Tuesday, October 23, 2012

Affection 101


As a child what do you remember about affection in your home?

One thing I know and that is - I was RAISED TO BE A "McCoy!" and that meant tuff, resolved, resilient, work hard, Use it up, make it do or do with out kind of girl!!!  Not to much affection, patience or need for worldly things.

My dad was not affectionate he was a cowboy. Don't touch his hat that's for sure! As a teenager though when he was in a good mood (I think cuz he was getting older and mellowing) I'd sit on his lap and rub his bald head and tell him about my week trying out my sarcasm.  I'd say "dad don't cuss at me you'll give me a complex and he'd say I'll give you a duplex!"- guess you had to be there!!! Then he'd laugh and say he was going to "put his boot where the sun don't shine"- I knew that meant that he loved me, but he never said it, not until I was 18 and moving away from home - he had taken me to KFC for dinner on Apache blvd that night! A bittersweet memory for sure.  My Daddy kept me from the cowboys and protected me from a world of disorder.  In some weird way he taught me to respect and honor my mom in a way that to this day I can't explain.  For I do know that they loved each other.  That they made a commitment to each other and they stuck to it with all their differences and there were many.

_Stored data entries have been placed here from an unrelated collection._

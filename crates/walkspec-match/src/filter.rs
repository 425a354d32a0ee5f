//! Per-entry decisions an enumerator makes from [`EnumerationOptions`].

use std::io;

use walkspec_core::{EnumerationOptions, FileAttributes};

use crate::casing::{resolve_ignore_case, resolve_ignore_case_with};
use crate::wildcard::WildcardPattern;

/// Applies one set of options and one search pattern to candidate entries.
///
/// The pattern is compiled and the case rule resolved once, at
/// construction.
#[derive(Debug, Clone)]
pub struct EntryFilter {
    options: EnumerationOptions,
    pattern: WildcardPattern,
    ignore_case: bool,
}

impl EntryFilter {
    /// Create a filter, resolving `PlatformDefault` casing to the host
    /// platform's default.
    pub fn new(options: &EnumerationOptions, pattern: &str) -> Self {
        Self::build(options, pattern, resolve_ignore_case(options.match_casing))
    }

    /// Create a filter for a filesystem whose case sensitivity is known,
    /// e.g. from [`probe_case_sensitivity`](crate::probe_case_sensitivity).
    pub fn with_case_sensitivity(
        options: &EnumerationOptions,
        pattern: &str,
        filesystem_case_sensitive: bool,
    ) -> Self {
        let ignore_case = resolve_ignore_case_with(options.match_casing, filesystem_case_sensitive);
        Self::build(options, pattern, ignore_case)
    }

    fn build(options: &EnumerationOptions, pattern: &str, ignore_case: bool) -> Self {
        Self {
            options: options.clone(),
            pattern: WildcardPattern::new(pattern, options.match_type),
            ignore_case,
        }
    }

    /// The options this filter applies.
    pub fn options(&self) -> &EnumerationOptions {
        &self.options
    }

    /// The compiled search pattern.
    pub fn pattern(&self) -> &WildcardPattern {
        &self.pattern
    }

    /// Whether names are compared case-insensitively.
    pub fn ignore_case(&self) -> bool {
        self.ignore_case
    }

    /// Check for the `.` and `..` entries.
    pub fn is_special_directory(name: &str) -> bool {
        name == "." || name == ".."
    }

    /// Decide whether an entry is reported.
    ///
    /// Special directories are only reported when
    /// `return_special_directories` is set, and they bypass attribute
    /// filtering. Every reported entry must match the pattern.
    pub fn accepts(&self, name: &str, attributes: FileAttributes) -> bool {
        if Self::is_special_directory(name) {
            if !self.options.return_special_directories {
                return false;
            }
        } else if attributes.intersects_skip(self.options.attributes_to_skip) {
            tracing::trace!(name, ?attributes, "skipped by attributes");
            return false;
        }
        self.is_name_match(name)
    }

    /// Test a name against the pattern only.
    pub fn is_name_match(&self, name: &str) -> bool {
        self.pattern.is_match(name, self.ignore_case)
    }

    /// Decide whether to descend into a subdirectory found at `depth`
    /// (the root's direct children are at depth 0).
    pub fn should_recurse(&self, depth: u32) -> bool {
        self.options.recurse_subdirectories
            && i64::from(depth) < i64::from(self.options.max_recursion_depth())
    }

    /// Decide whether to descend into a specific directory entry.
    ///
    /// Special directories and entries skipped by attribute are never
    /// descended into. The search pattern does not apply to recursion.
    pub fn should_recurse_into(&self, name: &str, attributes: FileAttributes, depth: u32) -> bool {
        !Self::is_special_directory(name)
            && !attributes.intersects_skip(self.options.attributes_to_skip)
            && self.should_recurse(depth)
    }

    /// Whether an error for an entry or subdirectory should be swallowed.
    ///
    /// Only permission errors qualify, and only when `ignore_inaccessible`
    /// is set.
    pub fn should_ignore_error(&self, err: &io::Error) -> bool {
        let ignore =
            self.options.ignore_inaccessible && err.kind() == io::ErrorKind::PermissionDenied;
        if ignore {
            tracing::debug!(error = %err, "ignoring inaccessible entry");
        }
        ignore
    }
}
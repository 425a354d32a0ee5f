//! The legacy two-valued recursion flag and its conversions.
//!
//! [`SearchOption`] predates [`EnumerationOptions`] and only says whether to
//! recurse. Conversions in both directions are lossy:
//!
//! - flag to options always produces one of two fixed presets
//!   ([`Preset::CompatibleSafeTop`] or [`Preset::CompatibleSafeRecursive`]);
//! - options to flag looks at `recurse_subdirectories` and nothing else.
//!
//! Only options that came from a flag survive a round trip unchanged.

use serde::{Deserialize, Serialize};
use strum::{Display, EnumIter, EnumString};

use crate::error::OptionsError;
use crate::options::EnumerationOptions;
use crate::presets::Preset;

/// Legacy recursion flag.
///
/// Serializes as its integer value (`0` or `1`), the only wire format this
/// crate must match exactly.
#[derive(
    Debug, Clone, Copy, PartialEq, Eq, Hash, Default, Serialize, Deserialize, Display, EnumString, EnumIter,
)]
#[serde(into = "i32", try_from = "i32")]
#[strum(ascii_case_insensitive)]
#[repr(i32)]
pub enum SearchOption {
    /// Only the top directory.
    #[default]
    TopDirectoryOnly = 0,
    /// The top directory and all subdirectories.
    AllDirectories = 1,
}

impl TryFrom<i32> for SearchOption {
    type Error = OptionsError;

    fn try_from(value: i32) -> Result<Self, Self::Error> {
        match value {
            0 => Ok(Self::TopDirectoryOnly),
            1 => Ok(Self::AllDirectories),
            other => Err(OptionsError::invalid_search_option(other.into())),
        }
    }
}

impl From<SearchOption> for i32 {
    fn from(option: SearchOption) -> Self {
        option as i32
    }
}

impl From<&EnumerationOptions> for SearchOption {
    /// Lossy: only `recurse_subdirectories` is inspected.
    fn from(options: &EnumerationOptions) -> Self {
        if options.recurse_subdirectories {
            Self::AllDirectories
        } else {
            Self::TopDirectoryOnly
        }
    }
}

impl From<SearchOption> for &'static EnumerationOptions {
    fn from(option: SearchOption) -> Self {
        EnumerationOptions::from_search_option(option)
    }
}

impl EnumerationOptions {
    /// Options equivalent to a legacy flag.
    ///
    /// Returns the shared [`Preset::CompatibleSafeRecursive`] or
    /// [`Preset::CompatibleSafeTop`] preset: Win32 matching, no attribute
    /// filtering, inaccessible entries skipped. Clone it before changing any
    /// field.
    pub fn from_search_option(option: SearchOption) -> &'static EnumerationOptions {
        let preset = match option {
            SearchOption::AllDirectories => Preset::CompatibleSafeRecursive,
            SearchOption::TopDirectoryOnly => Preset::CompatibleSafeTop,
        };
        tracing::debug!(%option, %preset, "converted legacy search option");
        preset.options()
    }

    /// Like [`from_search_option`](Self::from_search_option) for a raw flag
    /// value, e.g. one read from storage.
    ///
    /// Fails with [`OptionsError::InvalidArgument`] for anything other than
    /// `0` or `1`.
    pub fn from_raw_search_option(value: i32) -> Result<&'static EnumerationOptions, OptionsError> {
        let option = SearchOption::try_from(value)?;
        Ok(Self::from_search_option(option))
    }

    /// The legacy flag closest to these options. Lossy, see the module docs.
    pub fn search_option(&self) -> SearchOption {
        SearchOption::from(self)
    }
}

#[cfg(test)]
mod tests {
    use super::*;

    #[test]
    fn test_raw_values() {
        assert_eq!(SearchOption::try_from(0), Ok(SearchOption::TopDirectoryOnly));
        assert_eq!(SearchOption::try_from(1), Ok(SearchOption::AllDirectories));
        assert_eq!(i32::from(SearchOption::AllDirectories), 1);
    }

    #[test]
    fn test_invalid_raw_value() {
        for value in [-1, 2, i32::MAX] {
            let err = SearchOption::try_from(value).unwrap_err();
            assert!(matches!(err, OptionsError::InvalidArgument { .. }));
        }
    }

    #[test]
    fn test_to_flag_ignores_other_fields() {
        let mut options = EnumerationOptions::new();
        options.ignore_inaccessible = false;
        options.return_special_directories = true;
        assert_eq!(options.search_option(), SearchOption::TopDirectoryOnly);

        options.recurse_subdirectories = true;
        assert_eq!(options.search_option(), SearchOption::AllDirectories);
    }

    #[test]
    fn test_parse_names() {
        assert_eq!(
            "alldirectories".parse::<SearchOption>().unwrap(),
            SearchOption::AllDirectories
        );
        assert_eq!(SearchOption::TopDirectoryOnly.to_string(), "TopDirectoryOnly");
    }
}
//! Wildcard matching and entry filtering for walkspec.
//!
//! This crate implements the name-matching contract every enumerator built
//! on [`walkspec_core::EnumerationOptions`] follows:
//!
//! - **Simple** - `*` matches any run, `?` exactly one character
//! - **Win32** - DOS semantics: `*.*` matches every name, `?` matches one
//!   non-period character or nothing before a period, at the end of the
//!   name or inside the final extension, and `<`, `>`, `"` are wildcards
//! - **Casing** - exact, folded, or the filesystem's native behavior
//!
//! ```rust
//! use walkspec_core::{MatchCasing, MatchType};
//! use walkspec_match::matches;
//!
//! assert!(matches("file.txt", "*.*", MatchType::Win32, MatchCasing::CaseSensitive));
//! assert!(!matches("file", "*.*", MatchType::Simple, MatchCasing::CaseSensitive));
//! assert!(matches("FILE.TXT", "file.??t", MatchType::Win32, MatchCasing::CaseInsensitive));
//! ```
//!
//! [`EntryFilter`] bundles the pattern with the rest of the options
//! (attribute skipping, special directories, recursion depth and error
//! handling) so a walker can ask one object about each entry.

mod casing;
mod filter;
mod wildcard;

pub use casing::{
    PLATFORM_CASE_SENSITIVE, probe_case_sensitivity, resolve_ignore_case,
    resolve_ignore_case_with,
};
pub use filter::EntryFilter;
pub use wildcard::{WildcardPattern, matches, translate_win32_expression};

// Re-export core types for convenience
pub use walkspec_core::{EnumerationOptions, FileAttributes, MatchCasing, MatchType};
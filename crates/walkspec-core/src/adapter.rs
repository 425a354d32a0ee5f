//! Bridge from [`EnumerationOptions`] to a `jwalk` walker.
//!
//! jwalk counts the root as depth 0 and its children as depth 1, so an
//! options depth of `d` maps to a jwalk `max_depth` of `d + 1`.
//! Only the settings jwalk can express are applied. Pattern matching,
//! the remaining attribute bits and error handling stay with the caller
//! (see `walkspec-match::EntryFilter`).

use std::path::Path;

use jwalk::WalkDir;

use crate::attributes::FileAttributes;
use crate::options::EnumerationOptions;

impl EnumerationOptions {
    /// jwalk `max_depth` equivalent to these options.
    pub fn jwalk_max_depth(&self) -> usize {
        if !self.recurse_subdirectories {
            return 1;
        }
        usize::try_from(self.max_recursion_depth())
            .map_or(usize::MAX, |depth| depth.saturating_add(1))
    }

    /// Configure a jwalk walker rooted at `root`.
    pub fn jwalk(&self, root: impl AsRef<Path>) -> WalkDir {
        let max_depth = self.jwalk_max_depth();
        let skip_hidden = self.attributes_to_skip.contains(FileAttributes::HIDDEN);
        tracing::debug!(max_depth, skip_hidden, "configuring jwalk walker");

        WalkDir::new(root)
            .min_depth(1)
            .max_depth(max_depth)
            .skip_hidden(skip_hidden)
            .follow_links(false)
    }
}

What are those ridiculous glasses mom!
Mom and I were huggers. Lots of hugs always!  Happy, sad we were hugging. She liked to have her hair combed and her head scratched with a rat tail comb. Most often I would do this for her because I loved her and knew that she liked it, but sometimes I resented it cuz I felt like I did and did and did for her without her recognizing it. Me recognizing now, as an adult how much she did and did for me, me not appreciating it then. Some of my favorite memories are laying by her in bed after prayers and talking ourselves to sleep about our day or our dreams.  My mom and I had a rare Mother /Daughter relationship we were truly best friends, but I knew my role and I knew hers somehow she knew how to do it and still be my Mother.  Parenting is a crazy thing and not really learned til it's over unfortunately!!!  I thank God my mom and Dad sacrificed their relationship (as I see it now) for me to be raised the way I was. 

And thus we see:  
Save a girl save a generation!  and my parents saved me, if from nothing else from myself.  Look for someone to marry that isn't the parent you were missing!  I always dated boys that I can see now were "father figures" discipliners and gave affection, both  character  traits I needed and missed out from my father.  I also thought the mom ran things in the house and the dad protected his job and did everything he could to provide, even if that meant never being home.  AND THUS WE SEE; marriage has been hard for me but from them I did learn I made a commitment and I'm sticking with it with all our differences and there are many!!!!  
But it helps that I married my mom and not my Dad!!! And that it always ALWAYS takes two to show affection!